Task item ::
Where the string "positions" occurs in a line of the entries below, copy that line.

******************************

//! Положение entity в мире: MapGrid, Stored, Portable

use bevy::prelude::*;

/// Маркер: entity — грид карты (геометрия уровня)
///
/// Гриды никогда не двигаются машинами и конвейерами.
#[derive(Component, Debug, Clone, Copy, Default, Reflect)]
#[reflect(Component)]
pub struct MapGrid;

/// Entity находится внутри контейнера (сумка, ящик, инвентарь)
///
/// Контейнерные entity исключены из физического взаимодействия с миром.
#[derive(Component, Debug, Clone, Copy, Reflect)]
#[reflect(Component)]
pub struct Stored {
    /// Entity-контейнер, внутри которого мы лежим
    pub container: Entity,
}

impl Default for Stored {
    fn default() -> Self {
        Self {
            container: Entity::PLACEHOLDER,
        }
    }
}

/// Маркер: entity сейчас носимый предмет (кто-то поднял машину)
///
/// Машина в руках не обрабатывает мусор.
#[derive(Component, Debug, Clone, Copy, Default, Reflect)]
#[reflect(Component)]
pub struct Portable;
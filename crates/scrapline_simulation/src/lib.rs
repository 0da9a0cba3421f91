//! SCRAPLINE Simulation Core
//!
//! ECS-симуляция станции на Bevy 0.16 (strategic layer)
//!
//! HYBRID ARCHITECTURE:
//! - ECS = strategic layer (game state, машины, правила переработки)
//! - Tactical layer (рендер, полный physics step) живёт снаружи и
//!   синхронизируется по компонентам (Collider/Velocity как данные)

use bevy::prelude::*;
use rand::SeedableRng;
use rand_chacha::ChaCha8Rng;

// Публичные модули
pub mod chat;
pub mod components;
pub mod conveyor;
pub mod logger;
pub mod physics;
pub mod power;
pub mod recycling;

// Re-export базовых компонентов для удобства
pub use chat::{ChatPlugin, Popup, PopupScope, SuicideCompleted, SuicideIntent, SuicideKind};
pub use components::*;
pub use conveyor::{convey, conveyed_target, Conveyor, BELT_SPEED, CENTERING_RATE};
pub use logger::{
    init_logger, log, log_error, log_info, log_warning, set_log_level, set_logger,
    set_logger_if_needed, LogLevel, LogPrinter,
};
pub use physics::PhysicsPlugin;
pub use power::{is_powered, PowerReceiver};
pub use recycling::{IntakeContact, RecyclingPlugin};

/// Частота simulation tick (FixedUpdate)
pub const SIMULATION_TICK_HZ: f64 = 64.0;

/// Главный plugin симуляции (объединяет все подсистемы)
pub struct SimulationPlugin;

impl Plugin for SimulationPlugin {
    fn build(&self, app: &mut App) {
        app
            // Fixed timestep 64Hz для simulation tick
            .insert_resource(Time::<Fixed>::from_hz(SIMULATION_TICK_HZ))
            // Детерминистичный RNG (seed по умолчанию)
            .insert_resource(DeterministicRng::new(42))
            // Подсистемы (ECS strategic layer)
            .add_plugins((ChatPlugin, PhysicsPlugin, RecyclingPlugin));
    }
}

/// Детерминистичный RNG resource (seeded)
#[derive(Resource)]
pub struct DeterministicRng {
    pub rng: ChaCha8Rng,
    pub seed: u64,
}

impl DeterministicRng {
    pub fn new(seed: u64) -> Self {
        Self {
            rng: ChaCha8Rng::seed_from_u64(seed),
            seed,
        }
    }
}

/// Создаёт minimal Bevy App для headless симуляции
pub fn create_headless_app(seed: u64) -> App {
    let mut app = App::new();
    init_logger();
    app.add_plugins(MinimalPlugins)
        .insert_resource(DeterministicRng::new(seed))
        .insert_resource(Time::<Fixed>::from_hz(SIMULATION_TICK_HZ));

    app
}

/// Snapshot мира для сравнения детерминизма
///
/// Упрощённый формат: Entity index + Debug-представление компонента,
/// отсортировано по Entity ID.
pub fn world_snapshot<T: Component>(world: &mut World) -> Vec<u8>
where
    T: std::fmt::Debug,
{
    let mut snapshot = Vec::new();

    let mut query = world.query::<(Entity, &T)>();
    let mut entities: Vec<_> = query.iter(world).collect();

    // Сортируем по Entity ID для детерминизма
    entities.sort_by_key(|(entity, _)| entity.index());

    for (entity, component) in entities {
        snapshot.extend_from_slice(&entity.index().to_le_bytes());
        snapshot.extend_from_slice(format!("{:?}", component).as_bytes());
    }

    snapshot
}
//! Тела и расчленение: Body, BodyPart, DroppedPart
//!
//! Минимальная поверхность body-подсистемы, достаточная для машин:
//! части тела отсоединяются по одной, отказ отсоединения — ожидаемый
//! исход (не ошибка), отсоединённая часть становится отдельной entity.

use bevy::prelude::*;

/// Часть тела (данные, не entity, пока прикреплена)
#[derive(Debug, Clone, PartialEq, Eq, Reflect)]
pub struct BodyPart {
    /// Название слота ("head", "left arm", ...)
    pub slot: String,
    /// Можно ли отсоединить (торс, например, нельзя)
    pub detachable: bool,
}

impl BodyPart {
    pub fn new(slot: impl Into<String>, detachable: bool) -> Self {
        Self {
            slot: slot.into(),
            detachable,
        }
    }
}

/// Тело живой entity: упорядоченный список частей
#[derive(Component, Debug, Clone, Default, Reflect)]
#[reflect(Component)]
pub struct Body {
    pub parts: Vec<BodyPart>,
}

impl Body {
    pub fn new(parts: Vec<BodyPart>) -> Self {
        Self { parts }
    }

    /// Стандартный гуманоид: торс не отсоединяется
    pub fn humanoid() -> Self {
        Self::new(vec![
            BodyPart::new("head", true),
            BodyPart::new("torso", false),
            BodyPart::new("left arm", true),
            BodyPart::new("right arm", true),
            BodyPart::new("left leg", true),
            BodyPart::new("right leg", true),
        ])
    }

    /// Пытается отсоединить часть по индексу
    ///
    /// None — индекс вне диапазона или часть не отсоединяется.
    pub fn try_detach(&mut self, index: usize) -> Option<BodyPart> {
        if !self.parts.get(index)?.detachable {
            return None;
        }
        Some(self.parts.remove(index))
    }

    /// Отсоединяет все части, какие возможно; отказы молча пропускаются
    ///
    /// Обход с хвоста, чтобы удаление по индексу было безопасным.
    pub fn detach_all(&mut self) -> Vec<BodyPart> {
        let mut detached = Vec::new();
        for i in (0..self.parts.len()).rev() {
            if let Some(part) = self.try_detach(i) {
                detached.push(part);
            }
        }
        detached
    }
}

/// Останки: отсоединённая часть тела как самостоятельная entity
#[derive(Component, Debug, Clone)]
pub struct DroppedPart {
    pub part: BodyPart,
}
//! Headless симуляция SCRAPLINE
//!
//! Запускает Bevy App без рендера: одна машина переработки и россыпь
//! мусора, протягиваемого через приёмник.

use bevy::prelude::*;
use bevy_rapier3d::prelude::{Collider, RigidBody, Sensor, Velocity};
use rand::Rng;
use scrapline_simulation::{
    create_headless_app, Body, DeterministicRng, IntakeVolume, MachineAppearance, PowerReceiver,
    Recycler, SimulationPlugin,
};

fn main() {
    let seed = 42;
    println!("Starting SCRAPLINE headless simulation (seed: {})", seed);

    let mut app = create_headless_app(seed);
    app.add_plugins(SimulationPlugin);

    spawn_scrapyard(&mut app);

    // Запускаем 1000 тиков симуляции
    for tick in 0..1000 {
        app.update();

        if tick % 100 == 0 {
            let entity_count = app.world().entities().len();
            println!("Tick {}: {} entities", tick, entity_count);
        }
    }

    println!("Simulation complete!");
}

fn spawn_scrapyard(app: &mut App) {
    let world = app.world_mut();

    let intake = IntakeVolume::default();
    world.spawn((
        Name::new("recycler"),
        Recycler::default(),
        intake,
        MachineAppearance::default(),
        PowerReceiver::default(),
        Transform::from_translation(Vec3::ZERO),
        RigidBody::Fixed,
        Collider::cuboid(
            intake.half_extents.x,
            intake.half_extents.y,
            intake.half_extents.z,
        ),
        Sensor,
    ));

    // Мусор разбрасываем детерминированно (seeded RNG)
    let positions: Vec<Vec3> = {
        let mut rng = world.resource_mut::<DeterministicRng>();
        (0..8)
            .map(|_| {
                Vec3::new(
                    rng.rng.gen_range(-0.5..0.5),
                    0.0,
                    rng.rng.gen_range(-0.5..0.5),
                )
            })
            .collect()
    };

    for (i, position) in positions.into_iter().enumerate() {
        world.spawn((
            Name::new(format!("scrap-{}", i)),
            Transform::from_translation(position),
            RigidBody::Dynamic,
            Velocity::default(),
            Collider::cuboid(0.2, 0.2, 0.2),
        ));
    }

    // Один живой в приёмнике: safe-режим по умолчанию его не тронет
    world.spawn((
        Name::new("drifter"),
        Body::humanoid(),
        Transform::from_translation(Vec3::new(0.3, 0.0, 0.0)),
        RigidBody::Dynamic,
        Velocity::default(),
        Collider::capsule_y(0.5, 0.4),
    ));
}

******************************

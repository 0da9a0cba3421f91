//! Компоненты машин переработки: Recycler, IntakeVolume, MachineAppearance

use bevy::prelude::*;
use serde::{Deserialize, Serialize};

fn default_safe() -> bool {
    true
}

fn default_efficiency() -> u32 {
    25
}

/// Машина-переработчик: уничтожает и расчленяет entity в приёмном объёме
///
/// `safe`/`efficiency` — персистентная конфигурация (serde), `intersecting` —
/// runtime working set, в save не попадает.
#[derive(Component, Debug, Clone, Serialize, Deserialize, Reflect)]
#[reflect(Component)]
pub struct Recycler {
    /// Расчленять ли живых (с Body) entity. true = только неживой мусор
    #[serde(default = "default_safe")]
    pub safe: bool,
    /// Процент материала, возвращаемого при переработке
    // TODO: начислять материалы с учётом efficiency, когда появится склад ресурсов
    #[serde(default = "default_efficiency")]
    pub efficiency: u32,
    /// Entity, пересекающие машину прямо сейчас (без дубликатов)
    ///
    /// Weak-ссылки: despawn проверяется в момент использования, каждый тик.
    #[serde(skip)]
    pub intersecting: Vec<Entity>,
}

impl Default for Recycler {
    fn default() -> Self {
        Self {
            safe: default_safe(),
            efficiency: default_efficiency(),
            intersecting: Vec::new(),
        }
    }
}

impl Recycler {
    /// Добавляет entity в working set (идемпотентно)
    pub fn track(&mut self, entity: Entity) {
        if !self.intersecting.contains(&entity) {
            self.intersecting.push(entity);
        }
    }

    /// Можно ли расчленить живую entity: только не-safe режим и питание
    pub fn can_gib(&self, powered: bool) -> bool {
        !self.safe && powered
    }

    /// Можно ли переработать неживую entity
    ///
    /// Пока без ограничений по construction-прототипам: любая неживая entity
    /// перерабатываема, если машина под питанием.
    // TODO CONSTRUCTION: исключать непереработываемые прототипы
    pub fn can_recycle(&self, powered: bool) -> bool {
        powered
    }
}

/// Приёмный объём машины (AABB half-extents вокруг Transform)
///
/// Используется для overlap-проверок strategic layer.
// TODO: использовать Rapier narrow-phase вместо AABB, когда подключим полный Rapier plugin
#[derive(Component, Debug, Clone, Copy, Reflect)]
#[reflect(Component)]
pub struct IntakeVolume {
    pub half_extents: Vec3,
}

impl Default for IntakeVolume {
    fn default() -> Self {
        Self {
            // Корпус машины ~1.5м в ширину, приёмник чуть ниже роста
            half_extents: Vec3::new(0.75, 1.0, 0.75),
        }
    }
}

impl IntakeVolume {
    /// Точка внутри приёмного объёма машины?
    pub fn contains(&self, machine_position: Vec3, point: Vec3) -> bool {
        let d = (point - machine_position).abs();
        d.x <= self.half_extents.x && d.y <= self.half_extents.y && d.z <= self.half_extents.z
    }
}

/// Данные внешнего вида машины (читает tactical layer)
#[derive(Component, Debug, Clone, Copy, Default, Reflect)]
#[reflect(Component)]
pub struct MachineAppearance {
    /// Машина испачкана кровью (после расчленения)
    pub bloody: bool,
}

******************************

Answer section ::
    let positions: Vec<Vec3> = {
    for (i, position) in positions.into_iter().enumerate() {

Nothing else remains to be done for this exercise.